You’ll notice that those are all review papers, compilations/syntheses of existing data, or opinion/perspectives/framework papers. (Note as well that most give at least a passing nod to global change, but good luck finding many recent ecology papers that don’t.) If you’re looking for other sorts of papers, you need to keep sliding way down the logarithmic citation curve, along the ways skipping over lots of papers that would show up further down the first two lists. Hence my third list:

The most-cited ecology papers published in the last 10 years that aren’t about global change, statistical methods, ecosystem services, or microbiomes, and that aren’t reviews, meta-analyses, data compilations, or opinions/perspectives/frameworks

  1. Schindler et al. 2008 PNAS. Eutrophication of lakes cannot be controlled by reducing nitrogen input: results of a 37-year whole-ecosystem experiment. 629 citations. This paper, like several others on this last list, is about large-scale human impacts on the environment, so arguably could be omitted from this list on the grounds that it’s about “global change”.

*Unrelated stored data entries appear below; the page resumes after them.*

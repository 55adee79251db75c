//! The constant table: per-unit storage, atomic unit replacement and
//! qualifier-aware value lookup.

use indexmap::IndexMap;
use std::collections::{HashMap, HashSet};
use tracing::{debug, warn};

use super::record::{ConstantRecord, DeclarationDescriptor};
use super::rebuild::{RebuildJob, RebuildSummary};
use crate::cache::{hash_bytes, UnitCache};
use crate::common::qualification_matches;
use crate::config::ConstvizConfig;
use crate::error::{ConstvizError, ConstvizResult};
use crate::extract::SourceUnit;

/// Externally visible lifecycle state of the index.
#[derive(Debug, Clone, Copy, PartialEq, Eq)]
pub enum IndexState {
    /// No rebuild has completed; lookups return nothing
    Unready,
    /// At least one rebuild ran to completion, possibly with failed units
    Ready,
}

/// Why a unit update left the index untouched.
#[derive(Debug, Clone, Copy, PartialEq, Eq)]
pub enum SkipReason {
    /// Generated code (`.designer.cs`, `.g.cs`, ...)
    Generated,
    /// The unit's language is switched off in the configuration
    LanguageDisabled,
}

/// Outcome of [`ConstantIndex::update_unit_text`].
#[derive(Debug, Clone, Copy, PartialEq, Eq)]
pub enum UnitOutcome {
    /// The unit's records were replaced; holds the new record count
    Updated(usize),
    /// Content identical to the last successful extraction
    Unchanged,
    Skipped(SkipReason),
}

/// Owned store of every known constant.
///
/// Records are grouped per source unit in insertion order. A unit update
/// re-appends the unit at the end, which is also the order cross-unit
/// lookups fall back through.
#[derive(Debug, Default)]
pub struct ConstantIndex {
    units: IndexMap<String, Vec<ConstantRecord>>,
    /// identifier -> units declaring it, in insertion order
    by_identifier: HashMap<String, Vec<String>>,
    fingerprints: UnitCache,
    ready: bool,
    /// Bumped by every rebuild start, abort and reset
    generation: u64,
    /// Generation of the rebuild job currently allowed to write
    rebuild_in_flight: Option<u64>,
}

impl ConstantIndex {
    pub fn new() -> Self {
        Self::default()
    }

    pub fn state(&self) -> IndexState {
        if self.ready {
            IndexState::Ready
        } else {
            IndexState::Unready
        }
    }

    pub fn is_ready(&self) -> bool {
        self.ready
    }

    /// Whether a rebuild job has been started and not finished yet.
    pub fn is_rebuilding(&self) -> bool {
        self.rebuild_in_flight.is_some()
    }

    /// Total number of records.
    pub fn len(&self) -> usize {
        self.units.values().map(Vec::len).sum()
    }

    pub fn is_empty(&self) -> bool {
        self.units.values().all(Vec::is_empty)
    }

    /// All records, grouped by unit in insertion order.
    pub fn records(&self) -> impl Iterator<Item = &ConstantRecord> {
        self.units.values().flatten()
    }

    /// Records of one unit, empty if the unit is unknown.
    pub fn records_for(&self, source: &str) -> &[ConstantRecord] {
        self.units.get(source).map(Vec::as_slice).unwrap_or(&[])
    }

    /// Known source units in insertion order.
    pub fn sources(&self) -> impl Iterator<Item = &str> {
        self.units.keys().map(String::as_str)
    }

    /// Distinct known identifiers in first-seen order.
    ///
    /// This is the candidate set handed to the word matcher.
    pub fn candidates(&self) -> Vec<&str> {
        let mut seen = HashSet::with_capacity(self.by_identifier.len());
        self.records()
            .map(|r| r.identifier.as_str())
            .filter(|id| seen.insert(*id))
            .collect()
    }

    /// Replaces every record of `source` with the eligible `declarations`.
    ///
    /// Ineligible declarations (not `const`, or without initializer) are
    /// dropped, and a repeated `(identifier, qualification)` keeps its first
    /// occurrence. Returns the number of records now held for `source`.
    pub fn update_unit<I>(&mut self, source: &str, declarations: I) -> usize
    where
        I: IntoIterator<Item = DeclarationDescriptor>,
    {
        let mut seen = HashSet::new();
        let records: Vec<ConstantRecord> = declarations
            .into_iter()
            .filter_map(|decl| decl.into_record(source))
            .filter(|r| seen.insert((r.identifier.clone(), r.qualification.clone())))
            .collect();

        self.fingerprints.forget(source);
        self.replace_unit(source, records)
    }

    /// Extracts `unit` and replaces its records, keeping the old ones if
    /// extraction fails.
    ///
    /// Extraction failures are logged here with the unit's context and
    /// returned to the caller, who may ignore them.
    pub fn update_unit_text(
        &mut self,
        unit: &SourceUnit,
        config: &ConstvizConfig,
    ) -> ConstvizResult<UnitOutcome> {
        if unit.is_generated() {
            debug!(source = %unit.id, "skipping generated unit");
            return Ok(UnitOutcome::Skipped(SkipReason::Generated));
        }
        if !config.is_enabled(unit.language) {
            return Ok(UnitOutcome::Skipped(SkipReason::LanguageDisabled));
        }

        let hash = hash_bytes(unit.text.as_bytes());
        if self.fingerprints.is_unchanged(&unit.id, &hash) {
            return Ok(UnitOutcome::Unchanged);
        }

        let declarations = match unit.language.extract(unit) {
            Ok(declarations) => declarations,
            Err(err) => {
                log_extraction_failure(&err);
                return Err(err);
            }
        };

        let count = self.update_unit(&unit.id, declarations);
        self.fingerprints.record(&unit.id, hash);
        debug!(source = %unit.id, records = count, "unit updated");
        Ok(UnitOutcome::Updated(count))
    }

    /// Drops every record of `source`. Returns whether the unit was known.
    pub fn remove_unit(&mut self, source: &str) -> bool {
        self.fingerprints.forget(source);
        self.detach_unit(source).is_some()
    }

    /// Clears all records and returns to [`IndexState::Unready`].
    ///
    /// A rebuild job still in flight is cancelled: its next step reports
    /// [`RebuildStep::Cancelled`](super::RebuildStep::Cancelled) without
    /// touching the index.
    pub fn reset(&mut self) {
        self.units.clear();
        self.by_identifier.clear();
        self.fingerprints.clear();
        self.ready = false;
        self.generation += 1;
        self.rebuild_in_flight = None;
    }

    /// Cancels the rebuild in flight, if any, so a new one can start.
    ///
    /// Needed when a job is dropped before it finished. Records the job
    /// already inserted stay, and the state is left as it was.
    pub fn abort_rebuild(&mut self) -> bool {
        if self.rebuild_in_flight.take().is_none() {
            return false;
        }
        self.generation += 1;
        debug!(event = "rebuild_aborted", records = self.len());
        true
    }

    /// Starts a full rebuild over `units`.
    ///
    /// The table is cleared immediately; the returned job then processes
    /// one whole unit per [`RebuildJob::step`]. Fails with
    /// [`ConstvizError::RebuildInFlight`] if another job has not finished.
    pub fn begin_rebuild<I>(
        &mut self,
        units: I,
        config: &ConstvizConfig,
    ) -> ConstvizResult<RebuildJob<I::IntoIter>>
    where
        I: IntoIterator<Item = SourceUnit>,
    {
        if self.rebuild_in_flight.is_some() {
            return Err(ConstvizError::RebuildInFlight);
        }
        self.generation += 1;
        self.rebuild_in_flight = Some(self.generation);
        self.units.clear();
        self.by_identifier.clear();
        self.fingerprints.clear();
        Ok(RebuildJob::new(units.into_iter(), config.clone(), self.generation))
    }

    /// Whether the job started at `generation` still owns the rebuild.
    pub(crate) fn owns_rebuild(&self, generation: u64) -> bool {
        self.rebuild_in_flight == Some(generation)
    }

    /// Called by a rebuild job once its last unit is processed.
    pub(crate) fn finish_rebuild(&mut self, generation: u64) {
        if self.owns_rebuild(generation) {
            self.rebuild_in_flight = None;
            self.ready = true;
        }
    }

    /// Rebuilds the whole table in one call.
    pub fn rebuild_all<I>(
        &mut self,
        units: I,
        config: &ConstvizConfig,
    ) -> ConstvizResult<RebuildSummary>
    where
        I: IntoIterator<Item = SourceUnit>,
    {
        let job = self.begin_rebuild(units, config)?;
        Ok(job.run(self))
    }

    /// Resolves the display value of `identifier` written after
    /// `qualifier_hint` in `current_source`.
    ///
    /// Declarations in the current unit shadow same-named ones elsewhere.
    /// Returns `None` when nothing matches or the index is not ready.
    pub fn resolve(
        &self,
        identifier: &str,
        qualifier_hint: &str,
        current_source: &str,
    ) -> Option<&str> {
        if !self.ready {
            return None;
        }

        let first_in = |source: &str| {
            self.records_for(source)
                .iter()
                .filter(|r| r.identifier == identifier)
                .filter(|r| qualification_matches(&r.qualification, qualifier_hint))
                .map(|r| r.value.as_str())
                .find(|v| !v.trim().is_empty())
        };

        if let Some(value) = first_in(current_source) {
            return Some(value);
        }

        self.by_identifier
            .get(identifier)?
            .iter()
            .filter(|source| source.as_str() != current_source)
            .find_map(|source| first_in(source.as_str()))
    }

    /// Swaps a unit's records in one step.
    fn replace_unit(&mut self, source: &str, records: Vec<ConstantRecord>) -> usize {
        self.detach_unit(source);

        let mut declared: Vec<&str> = records.iter().map(|r| r.identifier.as_str()).collect();
        declared.sort_unstable();
        declared.dedup();
        for identifier in declared {
            self.by_identifier
                .entry(identifier.to_string())
                .or_default()
                .push(source.to_string());
        }

        let count = records.len();
        self.units.insert(source.to_string(), records);
        count
    }

    /// Removes a unit and its secondary-index entries.
    fn detach_unit(&mut self, source: &str) -> Option<Vec<ConstantRecord>> {
        let old = self.units.shift_remove(source)?;
        for record in &old {
            if let Some(sources) = self.by_identifier.get_mut(&record.identifier) {
                sources.retain(|s| s != source);
                if sources.is_empty() {
                    self.by_identifier.remove(&record.identifier);
                }
            }
        }
        Some(old)
    }
}

/// Logs an extraction failure with all the context it carries.
pub(crate) fn log_extraction_failure(err: &ConstvizError) {
    match err {
        ConstvizError::Extraction {
            source_id,
            message,
            offset,
            text,
        } => warn!(
            event = "extraction_failed",
            source = %source_id,
            offset = ?offset,
            text = ?text,
            "{message}"
        ),
        other => warn!(event = "extraction_failed", error = %other),
    }
}
//! Prelude module for convenient imports.
//!
//! ```rust,ignore
//! use constviz_core::prelude::*;
//! ```

// Errors
pub use crate::error::{ConstvizError, ConstvizResult};

// Index
pub use crate::index::{
    ConstantIndex, ConstantRecord, DeclarationDescriptor, IndexState, RebuildJob, RebuildStep,
    RebuildSummary, UnitOutcome,
};

// Extraction
pub use crate::extract::{DeclarationSource, SourceUnit};

// Matching and annotation
pub use crate::annotate::{annotate_line, layout_right_to_left, LineAnnotation, LineAnnotator};
pub use crate::matcher::{find_all_whole_word, find_first};

// File scanning
pub use crate::scan::{gather_source_files, load_units};

// Configuration
pub use crate::config::{load_config, ConstvizConfig};

// Builder API
pub use crate::builder::{Constviz, ProjectIndex};
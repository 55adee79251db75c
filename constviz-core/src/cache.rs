//! Content fingerprints for source units, using SHA-256 for change detection.
//!
//! The index remembers the hash of the text each unit was last extracted
//! from, so an editor event that re-sends unchanged content costs a hash
//! instead of a re-extraction.

use sha2::{Digest, Sha256};
use std::collections::HashMap;

/// Compute the SHA-256 hash of some bytes as lowercase hex.
#[inline]
pub fn hash_bytes(bytes: &[u8]) -> String {
    let mut sha = Sha256::new();
    sha.update(bytes);
    format!("{:x}", sha.finalize())
}

/// Last successfully extracted content hash, per source unit.
#[derive(Debug, Clone, Default)]
pub struct UnitCache {
    hashes: HashMap<String, String>,
}

impl UnitCache {
    pub fn new() -> Self {
        Self::default()
    }

    /// Whether `source` was last extracted from content with this hash.
    pub fn is_unchanged(&self, source: &str, hash: &str) -> bool {
        self.hashes.get(source).is_some_and(|h| h == hash)
    }

    /// Remember the hash `source` was extracted from.
    pub fn record(&mut self, source: &str, hash: String) {
        self.hashes.insert(source.to_string(), hash);
    }

    /// Forget a unit, forcing the next update to re-extract it.
    pub fn forget(&mut self, source: &str) {
        self.hashes.remove(source);
    }

    pub fn clear(&mut self) {
        self.hashes.clear();
    }

    pub fn len(&self) -> usize {
        self.hashes.len()
    }

    pub fn is_empty(&self) -> bool {
        self.hashes.is_empty()
    }
}
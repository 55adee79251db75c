//! Resumable full rebuild.
//!
//! A [`RebuildJob`] owns the remaining units and is stepped by the host, one
//! whole unit per step. Between steps the index is consistent and may be
//! read; a unit is never half-applied.

use std::time::{Duration, Instant};
use tracing::info;

use super::constant_index::{ConstantIndex, SkipReason, UnitOutcome};
use crate::config::ConstvizConfig;
use crate::extract::SourceUnit;

/// What a single [`RebuildJob::step`] did.
#[derive(Debug)]
pub enum RebuildStep {
    /// One unit was processed; more may follow
    Processed { source: String, result: StepResult },
    /// No units left; the index is now ready
    Finished(RebuildSummary),
    /// The index was reset or the rebuild aborted; this job no longer
    /// writes to it
    Cancelled,
}

/// Per-unit result of a rebuild step.
#[derive(Debug, Clone, PartialEq, Eq)]
pub enum StepResult {
    Indexed(usize),
    Skipped(SkipReason),
    /// Extraction failed; the message is already logged
    Failed(String),
}

/// Totals of a completed rebuild.
#[derive(Debug, Clone, Default, PartialEq, Eq)]
pub struct RebuildSummary {
    /// Units whose records were inserted
    pub indexed_units: usize,
    /// Units skipped as generated or disabled
    pub skipped_units: usize,
    /// Units whose extraction failed, with the error message
    pub failed_units: Vec<(String, String)>,
    /// Records in the index after the rebuild
    pub records: usize,
    pub elapsed: Duration,
}

#[derive(Debug, Clone, Copy, PartialEq, Eq)]
enum JobState {
    Running,
    Finished,
    Cancelled,
}

/// A full rebuild in progress.
///
/// The job only writes to the index while it owns the index's rebuild
/// generation. A job dropped before finishing keeps that ownership until
/// [`ConstantIndex::abort_rebuild`] or [`ConstantIndex::reset`] is called.
#[derive(Debug)]
pub struct RebuildJob<I> {
    units: I,
    config: ConstvizConfig,
    generation: u64,
    summary: RebuildSummary,
    started: Instant,
    state: JobState,
}

impl<I> RebuildJob<I>
where
    I: Iterator<Item = SourceUnit>,
{
    pub(crate) fn new(units: I, config: ConstvizConfig, generation: u64) -> Self {
        Self {
            units,
            config,
            generation,
            summary: RebuildSummary::default(),
            started: Instant::now(),
            state: JobState::Running,
        }
    }

    /// Whether the job already returned [`RebuildStep::Finished`].
    pub fn is_finished(&self) -> bool {
        self.state == JobState::Finished
    }

    /// Whether the job was superseded by a reset or an abort.
    pub fn is_cancelled(&self) -> bool {
        self.state == JobState::Cancelled
    }

    /// Processes the next unit, or finishes the job.
    ///
    /// A failed unit is recorded and the job moves on. Calling `step` after
    /// the job finished returns an empty summary and leaves the index as is.
    pub fn step(&mut self, index: &mut ConstantIndex) -> RebuildStep {
        match self.state {
            JobState::Finished => return RebuildStep::Finished(RebuildSummary::default()),
            JobState::Cancelled => return RebuildStep::Cancelled,
            JobState::Running => {}
        }
        if !index.owns_rebuild(self.generation) {
            self.state = JobState::Cancelled;
            info!(event = "rebuild_cancelled", processed = self.processed(), "rebuild superseded");
            return RebuildStep::Cancelled;
        }

        let Some(unit) = self.units.next() else {
            return RebuildStep::Finished(self.finish(index));
        };

        let result = match index.update_unit_text(&unit, &self.config) {
            Ok(UnitOutcome::Updated(count)) => {
                self.summary.indexed_units += 1;
                StepResult::Indexed(count)
            }
            // The table was cleared when the job started, so an unchanged
            // fingerprint means the same unit was listed twice.
            Ok(UnitOutcome::Unchanged) => StepResult::Indexed(index.records_for(&unit.id).len()),
            Ok(UnitOutcome::Skipped(reason)) => {
                self.summary.skipped_units += 1;
                StepResult::Skipped(reason)
            }
            Err(err) => {
                let message = err.to_string();
                self.summary.failed_units.push((unit.id.clone(), message.clone()));
                StepResult::Failed(message)
            }
        };

        RebuildStep::Processed {
            source: unit.id,
            result,
        }
    }

    /// Steps until the job finishes. A cancelled job returns the totals
    /// of the units it processed before it was superseded.
    pub fn run(mut self, index: &mut ConstantIndex) -> RebuildSummary {
        loop {
            match self.step(index) {
                RebuildStep::Processed { .. } => {}
                RebuildStep::Finished(summary) => return summary,
                RebuildStep::Cancelled => {
                    let mut summary = std::mem::take(&mut self.summary);
                    summary.elapsed = self.started.elapsed();
                    return summary;
                }
            }
        }
    }

    fn processed(&self) -> usize {
        self.summary.indexed_units + self.summary.skipped_units + self.summary.failed_units.len()
    }

    fn finish(&mut self, index: &mut ConstantIndex) -> RebuildSummary {
        self.state = JobState::Finished;
        index.finish_rebuild(self.generation);

        let mut summary = std::mem::take(&mut self.summary);
        summary.records = index.len();
        summary.elapsed = self.started.elapsed();

        info!(
            event = "rebuild_complete",
            indexed = summary.indexed_units,
            skipped = summary.skipped_units,
            failed = summary.failed_units.len(),
            records = summary.records,
            elapsed_ms = summary.elapsed.as_millis() as u64,
            "constant index rebuilt"
        );
        summary
    }
}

  2. Mulholland et al. 2008 Nature. Stream denitrification across biomes and its response to anthropogenic nitrogen loading. 610 citations.
  3. Phalan et al. 2011 Science. Reconciling food production and biodiversity conservation: land sharing and land sparing compared. 565 citations.
  4. Schindler et al. 2010 Nature. Population diversity and the portfolio effect in an exploited species. 549 citations.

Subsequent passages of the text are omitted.